Stored data entries

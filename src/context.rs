//! Service context bundling all port trait objects.

use std::path::{Path, PathBuf};

use crate::adapters::live::{LiveMySqlConnector, LivePostgresConnector, LiveTokenStore};
use crate::adapters::recording::{RecordingConnector, RecordingTokenStore};
use crate::adapters::replaying::{ReplayingConnector, ReplayingTokenStore};
use crate::cassette::config::CassetteConfig;
use crate::cassette::replayer::CassetteReplayer;
use crate::cassette::session::RecordingSession;
use crate::config::{Backend, ConnectionSettings};
use crate::ports::{Connection, Connector, TokenStore};

/// Bundles all port trait objects into a single context.
///
/// Each field provides access to one external boundary. Constructors
/// wire up different adapter implementations (live, replaying, recording).
pub struct ServiceContext {
    /// Connector for the `postgres` backend.
    pub postgres: Box<dyn Connector>,
    /// Connector for the `mysql` backend.
    pub mysql: Box<dyn Connector>,
    /// Completion-token store.
    pub tokens: Box<dyn TokenStore>,
}

impl ServiceContext {
    /// Creates a live context backed by sqlx, with tokens on the local
    /// filesystem or S3.
    #[must_use]
    pub fn live() -> Self {
        Self {
            postgres: Box::new(LivePostgresConnector),
            mysql: Box::new(LiveMySqlConnector),
            tokens: Box::new(LiveTokenStore),
        }
    }

    /// Creates a live context whose interactions are captured by `session`.
    #[must_use]
    pub fn recording(session: &RecordingSession) -> Self {
        Self {
            postgres: Box::new(RecordingConnector::new(
                Box::new(LivePostgresConnector),
                session.postgres.clone(),
                "postgres",
            )),
            mysql: Box::new(RecordingConnector::new(
                Box::new(LiveMySqlConnector),
                session.mysql.clone(),
                "mysql",
            )),
            tokens: Box::new(RecordingTokenStore::new(
                Box::new(LiveTokenStore),
                session.tokens.clone(),
            )),
        }
    }

    /// Opens a recording session in `dir` and a context wired to it.
    ///
    /// Drop the context before calling [`RecordingSession::finish`].
    ///
    /// # Errors
    ///
    /// Returns an error if the session directory cannot be prepared.
    pub fn recording_at(dir: PathBuf) -> Result<(Self, RecordingSession), String> {
        let session = RecordingSession::at(&dir)?;
        Ok((Self::recording(&session), session))
    }

    /// Creates a replaying context from a monolithic cassette file.
    ///
    /// Every port gets its own replayer over the same cassette, so per-port
    /// cursors are independent.
    ///
    /// # Errors
    ///
    /// Returns an error if the cassette file cannot be read or parsed.
    pub fn replaying(path: &Path) -> Result<Self, String> {
        let cassette = CassetteConfig::load_cassette(path)?;
        Ok(Self {
            postgres: Box::new(ReplayingConnector::new(CassetteReplayer::new(&cassette), "postgres")),
            mysql: Box::new(ReplayingConnector::new(CassetteReplayer::new(&cassette), "mysql")),
            tokens: Box::new(ReplayingTokenStore::new(CassetteReplayer::new(&cassette))),
        })
    }

    /// Creates a replaying context from per-port cassette files.
    ///
    /// Ports without a configured cassette use an adapter that panics with
    /// a clear message when called.
    ///
    /// # Errors
    ///
    /// Returns an error if any configured cassette file cannot be read or parsed.
    pub fn replaying_from(config: &CassetteConfig) -> Result<Self, String> {
        let replayers = config.load_all()?;

        Ok(Self {
            postgres: match replayers.postgres {
                Some(r) => Box::new(ReplayingConnector::new(r, "postgres")),
                None => Box::new(PanickingConnector("postgres")),
            },
            mysql: match replayers.mysql {
                Some(r) => Box::new(ReplayingConnector::new(r, "mysql")),
                None => Box::new(PanickingConnector("mysql")),
            },
            tokens: match replayers.tokens {
                Some(r) => Box::new(ReplayingTokenStore::new(r)),
                None => Box::new(PanickingTokenStore),
            },
        })
    }

    /// The connector serving `backend`.
    #[must_use]
    pub fn connector(&self, backend: Backend) -> &dyn Connector {
        match backend {
            Backend::Postgres => self.postgres.as_ref(),
            Backend::Mysql => self.mysql.as_ref(),
        }
    }
}

// --- Panicking adapters for unspecified ports ---

struct PanickingConnector(&'static str);
impl Connector for PanickingConnector {
    fn connect(
        &self,
        _settings: &ConnectionSettings,
    ) -> Result<Box<dyn Connection>, Box<dyn std::error::Error + Send + Sync>> {
        panic!("{} port not configured in CassetteConfig, no cassette loaded", self.0);
    }
}

struct PanickingTokenStore;
impl TokenStore for PanickingTokenStore {
    fn exists(&self, _token: &str) -> Result<bool, Box<dyn std::error::Error + Send + Sync>> {
        panic!("tokens port not configured in CassetteConfig, no cassette loaded");
    }
    fn write(&self, _token: &str) -> Result<(), Box<dyn std::error::Error + Send + Sync>> {
        panic!("tokens port not configured in CassetteConfig, no cassette loaded");
    }
}

#[cfg(test)]
mod tests {
    use super::*;
    use crate::cassette::format::{Cassette, Interaction};
    use chrono::Utc;
    use serde_json::json;

    fn interaction(seq: u64, port: &str, method: &str, output: serde_json::Value) -> Interaction {
        Interaction { seq, port: port.into(), method: method.into(), input: json!({}), output }
    }

    fn write_cassette(path: &Path, interactions: Vec<Interaction>) {
        let cassette = Cassette { name: "test".into(), recorded_at: Utc::now(), interactions };
        std::fs::write(path, serde_yaml::to_string(&cassette).unwrap()).unwrap();
    }

    fn settings() -> ConnectionSettings {
        ConnectionSettings {
            dbname: "mydb".into(),
            user: "u".into(),
            host: "h".into(),
            password: "p".into(),
            port: 5432,
        }
    }

    #[test]
    fn replaying_context_from_monolithic_cassette() {
        let dir = tempfile::tempdir().unwrap();
        let path = dir.path().join("full.cassette.yaml");
        write_cassette(
            &path,
            vec![
                interaction(0, "tokens", "exists", json!({"ok": true})),
                interaction(1, "postgres", "connect", json!({"ok": null})),
                interaction(2, "postgres", "fetch_count", json!({"ok": 3})),
            ],
        );

        let ctx = ServiceContext::replaying(&path).unwrap();
        assert!(ctx.tokens.exists("/t").unwrap());
        let mut conn = ctx.connector(Backend::Postgres).connect(&settings()).unwrap();
        assert_eq!(conn.fetch_count("SELECT 1").unwrap(), 3);
    }

    #[test]
    fn replaying_from_per_port_cassettes() {
        let dir = tempfile::tempdir().unwrap();
        let tokens_path = dir.path().join("tokens.cassette.yaml");
        write_cassette(&tokens_path, vec![interaction(0, "tokens", "exists", json!({"ok": false}))]);

        let config = CassetteConfig { tokens: Some(tokens_path), ..CassetteConfig::default() };
        let ctx = ServiceContext::replaying_from(&config).unwrap();
        assert!(!ctx.tokens.exists("/t").unwrap());
    }

    #[test]
    #[should_panic(expected = "not configured in CassetteConfig")]
    fn unspecified_port_panics_with_clear_message() {
        let ctx = ServiceContext::replaying_from(&CassetteConfig::panic_on_unspecified()).unwrap();
        let _ = ctx.connector(Backend::Mysql).connect(&settings());
    }

    #[test]
    fn recording_at_rejects_used_directory() {
        let dir = tempfile::tempdir().unwrap();
        std::fs::write(dir.path().join("postgres.cassette.yaml"), "").unwrap();
        assert!(ServiceContext::recording_at(dir.path().to_path_buf()).is_err());
    }
}
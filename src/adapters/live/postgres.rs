//! Live Postgres adapter for the `Connector` port.

use sqlx::postgres::{PgConnectOptions, PgConnection};
use sqlx::Connection as _;
use tokio::runtime::{Builder, Runtime};

use crate::config::ConnectionSettings;
use crate::ports::{Connection, Connector};

/// Opens Postgres connections through sqlx.
pub struct LivePostgresConnector;

impl Connector for LivePostgresConnector {
    fn connect(
        &self,
        settings: &ConnectionSettings,
    ) -> Result<Box<dyn Connection>, Box<dyn std::error::Error + Send + Sync>> {
        let runtime = Builder::new_current_thread().enable_all().build()?;
        let options = PgConnectOptions::new()
            .host(&settings.host)
            .port(settings.port)
            .username(&settings.user)
            .password(&settings.password)
            .database(&settings.dbname);
        let conn = runtime.block_on(PgConnection::connect_with(&options))?;
        Ok(Box::new(LivePostgresConnection { runtime, conn, in_transaction: false }))
    }
}

struct LivePostgresConnection {
    runtime: Runtime,
    conn: PgConnection,
    in_transaction: bool,
}

impl Connection for LivePostgresConnection {
    fn execute(&mut self, sql: &str) -> Result<(), Box<dyn std::error::Error + Send + Sync>> {
        let Self { runtime, conn, in_transaction } = self;
        runtime.block_on(async {
            if !*in_transaction {
                sqlx::raw_sql("BEGIN").execute(&mut *conn).await?;
                *in_transaction = true;
            }
            sqlx::raw_sql(sql).execute(&mut *conn).await?;
            Ok::<_, sqlx::Error>(())
        })?;
        Ok(())
    }

    fn fetch_count(&mut self, sql: &str) -> Result<u64, Box<dyn std::error::Error + Send + Sync>> {
        let rows = self.runtime.block_on(sqlx::raw_sql(sql).fetch_all(&mut self.conn))?;
        Ok(rows.len() as u64)
    }

    fn commit(&mut self) -> Result<(), Box<dyn std::error::Error + Send + Sync>> {
        if self.in_transaction {
            self.runtime.block_on(sqlx::raw_sql("COMMIT").execute(&mut self.conn))?;
            self.in_transaction = false;
        }
        Ok(())
    }

    fn close(self: Box<Self>) -> Result<(), Box<dyn std::error::Error + Send + Sync>> {
        let Self { runtime, conn, .. } = *self;
        runtime.block_on(conn.close())?;
        Ok(())
    }
}
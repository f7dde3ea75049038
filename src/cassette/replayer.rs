//! Replays recorded interactions from a cassette.

use std::collections::HashMap;

use super::format::{Cassette, Interaction};

#[derive(Debug, Clone, Hash, Eq, PartialEq)]
struct PortMethodKey {
    port: String,
    method: String,
}

/// Serves a cassette's interactions back in recorded order, one queue per
/// port/method pair.
pub struct CassetteReplayer {
    queues: HashMap<PortMethodKey, Vec<Interaction>>,
    cursors: HashMap<PortMethodKey, usize>,
}

impl CassetteReplayer {
    /// Create a new replayer from a loaded cassette.
    #[must_use]
    pub fn new(cassette: &Cassette) -> Self {
        let mut queues: HashMap<PortMethodKey, Vec<Interaction>> = HashMap::new();
        for interaction in &cassette.interactions {
            let key = PortMethodKey {
                port: interaction.port.clone(),
                method: interaction.method.clone(),
            };
            queues.entry(key).or_default().push(interaction.clone());
        }
        let cursors = queues.keys().map(|k| (k.clone(), 0)).collect();
        Self { queues, cursors }
    }

    /// Return the next interaction for the given port and method.
    ///
    /// # Panics
    ///
    /// Panics if the cassette has no (more) interactions for the given
    /// port/method combination, naming what was requested and what the
    /// cassette holds.
    pub fn next_interaction(&mut self, port: &str, method: &str) -> &Interaction {
        let key = PortMethodKey { port: port.to_string(), method: method.to_string() };

        let queue = self.queues.get(&key).unwrap_or_else(|| {
            let mut available: Vec<String> =
                self.queues.keys().map(|k| format!("{}::{}", k.port, k.method)).collect();
            available.sort();
            panic!(
                "Cassette exhausted: no interactions recorded for port={port:?} method={method:?}. \
                 Available port::method pairs: [{}]",
                available.join(", ")
            );
        });

        let cursor = self.cursors.get_mut(&key).expect("cursor must exist");
        assert!(
            *cursor < queue.len(),
            "Cassette exhausted: all {count} interactions for port={port:?} method={method:?} \
             have been consumed. Last interaction was seq={last_seq}.",
            count = queue.len(),
            last_seq = queue.last().map_or(0, |i| i.seq),
        );

        let interaction = &queue[*cursor];
        *cursor += 1;
        interaction
    }

    /// Interactions not yet served, across all port/method pairs.
    #[must_use]
    pub fn remaining(&self) -> usize {
        self.queues
            .iter()
            .map(|(key, queue)| queue.len() - self.cursors.get(key).copied().unwrap_or(0))
            .sum()
    }
}
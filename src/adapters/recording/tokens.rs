//! Recording adapter for the `TokenStore` port.

use std::sync::{Arc, Mutex};

use serde::Serialize;

use super::record_result;
use crate::cassette::recorder::CassetteRecorder;
use crate::ports::TokenStore;

/// Records token interactions while delegating to an inner store.
pub struct RecordingTokenStore {
    inner: Box<dyn TokenStore>,
    recorder: Arc<Mutex<CassetteRecorder>>,
}

impl RecordingTokenStore {
    /// Creates a recording store wrapping the given implementation.
    pub fn new(inner: Box<dyn TokenStore>, recorder: Arc<Mutex<CassetteRecorder>>) -> Self {
        Self { inner, recorder }
    }
}

#[derive(Serialize)]
struct TokenInput<'a> {
    token: &'a str,
}

impl TokenStore for RecordingTokenStore {
    fn exists(&self, token: &str) -> Result<bool, Box<dyn std::error::Error + Send + Sync>> {
        let result = self.inner.exists(token);
        record_result(&self.recorder, "tokens", "exists", &TokenInput { token }, &result);
        result
    }

    fn write(&self, token: &str) -> Result<(), Box<dyn std::error::Error + Send + Sync>> {
        let result = self.inner.write(token);
        record_result(&self.recorder, "tokens", "write", &TokenInput { token }, &result);
        result
    }
}
//! CLI argument definitions.

use std::path::PathBuf;

use clap::{Parser, Subcommand};

/// Top-level CLI parser for `tablegate`.
#[derive(Debug, Parser)]
#[command(name = "tablegate", version, about = "Provision tables and verify loaded data")]
pub struct Cli {
    /// Connection config file. Falls back to `TABLEGATE_CONFIG`, then
    /// `tablegate.yaml`.
    #[arg(long, global = true, value_name = "PATH")]
    pub config: Option<PathBuf>,

    /// The command to execute.
    #[command(subcommand)]
    pub command: Command,
}

/// Supported top-level subcommands.
#[derive(Debug, Subcommand)]
pub enum Command {
    /// Create the table described by a `create_table` task file.
    Create {
        /// Path to the task definition.
        task: PathBuf,
    },
    /// Run the sanity checks described by a `sanity_test` task file.
    Verify {
        /// Path to the task definition.
        task: PathBuf,
    },
    /// Report whether a task's completion token exists.
    Status {
        /// Path to the task definition.
        task: PathBuf,
    },
}

#[cfg(test)]
mod tests {
    use super::{Cli, Command};
    use clap::Parser;
    use std::path::Path;

    #[test]
    fn parses_create_subcommand() {
        let cli = Cli::parse_from(["tablegate", "create", "events.yaml"]);
        assert!(matches!(cli.command, Command::Create { ref task } if task == Path::new("events.yaml")));
        assert!(cli.config.is_none());
    }

    #[test]
    fn config_flag_is_global() {
        let cli = Cli::parse_from(["tablegate", "verify", "t.yaml", "--config", "db.yaml"]);
        assert_eq!(cli.config.as_deref(), Some(Path::new("db.yaml")));
        assert!(matches!(cli.command, Command::Verify { .. }));
    }

    #[test]
    fn status_requires_task_file() {
        assert!(Cli::try_parse_from(["tablegate", "status"]).is_err());
    }
}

### ABOUT THIS TASK
State how many lines of the records above contain "join", with no words besides the number.

### SOLUTION TO THE EXERCISE
4